- _Dataset entries_:
◆ ◆ ◆ ◆ ◆ ◆ ◆

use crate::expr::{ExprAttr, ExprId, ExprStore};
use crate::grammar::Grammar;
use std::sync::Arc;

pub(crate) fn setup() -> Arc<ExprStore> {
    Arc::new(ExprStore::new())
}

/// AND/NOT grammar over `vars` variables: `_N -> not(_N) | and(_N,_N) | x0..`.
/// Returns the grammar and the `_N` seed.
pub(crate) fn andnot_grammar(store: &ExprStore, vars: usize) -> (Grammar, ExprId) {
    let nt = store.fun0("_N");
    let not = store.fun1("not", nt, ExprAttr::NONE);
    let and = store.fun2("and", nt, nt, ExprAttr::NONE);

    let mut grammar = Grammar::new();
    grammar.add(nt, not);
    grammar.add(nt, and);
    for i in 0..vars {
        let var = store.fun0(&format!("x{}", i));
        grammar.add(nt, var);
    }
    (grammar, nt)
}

◆ ◆ ◆ ◆ ◆ ◆ ◆

- _Work instructions_: Beginning with the line that contains "grammar.add(nt, not);", restate word for word each line through the last one in the data, and write nothing more.

- _Solution to this exercise_:
    grammar.add(nt, not);
    grammar.add(nt, and);
    for i in 0..vars {
        let var = store.fun0(&format!("x{}", i));
        grammar.add(nt, var);
    }
    (grammar, nt)
}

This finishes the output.